Best Practices are the outcome of the quality movement and other corporate searches for the "Holy Grail" of business. Yet, they don't always work out as planned. Here's why:
Why "Best Practices" often aren't.
- Every organization is different. (Am I stating the obvious? Please forgive me.) This includes the leadership, markets, employees, customers, products, services, policies, strategic direction and organizational performance at the time of the 'best practice'.
- The complexity of organizational structure makes the implementation of a 'best practice' nearly impossible to achieve.
- A 'best practice' generally arose from some organizational suffering requiring rethinking, retooling, and reappraisal. That suffering induced effort, often strenuous effort, to resolve a major issue. Without that requisite suffering, organizational bystanders may study a 'best practice' but they will not likely be as engaged in applying the practice in their circumstance.

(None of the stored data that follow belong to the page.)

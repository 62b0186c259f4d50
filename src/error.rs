//! Error types for semantic-harvester.
//!
//! `Error` covers run-level failures (startup, persistence, programming
//! errors). `FetchError` covers a single page download and is always
//! recovered by the harvester.

use std::path::PathBuf;

/// Error type for harvesting operations.
#[derive(Debug, thiserror::Error)]
pub enum Error {
    /// The harvester was started without any URLs.
    #[error("no site URLs supplied")]
    NoUrls,

    /// Stopword or tokenizer data could not be loaded at startup.
    #[error("linguistic resource unavailable: {0}")]
    MissingResource(String),

    /// A language tag outside the supported set was requested.
    #[error("unsupported language: {0}")]
    UnsupportedLanguage(String),

    /// The HTTP client could not be constructed.
    #[error("HTTP client setup failed: {0}")]
    ClientSetup(String),

    /// Reading or writing a file failed.
    #[error("I/O error on {}: {source}", .path.display())]
    Io {
        path: PathBuf,
        #[source]
        source: std::io::Error,
    },

    /// Writing progress lines to the operator stream failed.
    #[error("failed to write report: {0}")]
    Report(#[from] std::io::Error),

    /// Result serialization failed.
    #[error("JSON serialization failed: {0}")]
    Json(#[from] serde_json::Error),
}

/// Why a single page could not be downloaded.
#[derive(Debug, Clone, PartialEq, Eq, thiserror::Error)]
pub enum FetchError {
    /// The URL did not parse or used a scheme other than http(s).
    #[error("invalid URL {url}: {reason}")]
    InvalidUrl { url: String, reason: String },

    /// The request exceeded the configured timeout.
    #[error("request to {0} timed out")]
    Timeout(String),

    /// Connection, TLS, redirect or other transport failure.
    #[error("request failed: {0}")]
    Request(String),

    /// The server answered with a non-success status.
    #[error("HTTP {code} for {url}")]
    Status { code: u16, url: String },

    /// The response body could not be read.
    #[error("failed to read response body: {0}")]
    Body(String),
}

/// Result type alias for harvesting operations.
pub type Result<T> = std::result::Result<T, Error>;
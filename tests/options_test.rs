use std::path::PathBuf;
use std::time::Duration;

use semantic_harvester::{Options, DEFAULT_OUTPUT_FILE, DEFAULT_USER_AGENT};

#[test]
fn options_default_values_are_sensible() {
    let options = Options::default();
    assert_eq!(options.output_path, PathBuf::from(DEFAULT_OUTPUT_FILE));
    assert_eq!(options.timeout, Duration::from_secs(10));
    assert_eq!(options.user_agent, DEFAULT_USER_AGENT);
    assert_eq!(options.top_n, 20);
    assert_eq!(options.preview_count, 5);
    assert_eq!(options.sample_chars + options.sample_suffix.chars().count(), 503);
}

#[test]
fn options_struct_update_syntax_overrides_selected_fields_only() {
    let options = Options {
        stopwords_dir: Some(PathBuf::from("/usr/share/nltk_data/corpora/stopwords")),
        timeout: Duration::from_secs(2),
        ..Options::default()
    };

    assert_eq!(options.timeout, Duration::from_secs(2));
    assert_eq!(options.top_n, 20);
    assert!(options.stopwords_dir.is_some());
}

#[test]
fn user_agent_looks_like_desktop_chrome() {
    assert!(DEFAULT_USER_AGENT.contains("Windows NT 10.0"));
    assert!(DEFAULT_USER_AGENT.contains("Chrome/91.0.4472.124"));
    assert!(!DEFAULT_USER_AGENT.contains('\n'));
}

- The 'best practice' we read in a polished marketing brochure may be radically different from where it started. In other words, we may not be getting the whole story.
So what are these 'best practices' good for?
- The value of a 'best practice' is the awareness of a different way to do things.
- They create an avenue for discussion that comes from outside the corporation, and are often less threatening to those who are failing to lead.
- In every perceived 'best practice' there is an element of truth which can be applied in one's circumstance. There is always something to learn and apply - the will to do so, however, is still the limiting factor.
- Sometimes, your 'best practices' are within your own walls. People within your company are doing amazing things that can change your company! [A prophet is not without honor except in his own land ...].
- The exemplar teams within your company would benefit from the recognition you could provide by acknowledging their achievements. (And just think of what that would do for Employee Engagement!).
- Sometimes, just good old fashioned hard work and brainstorming can produce remarkable results within your company. Who knows? Maybe your organization will come up with the next 'best practice'?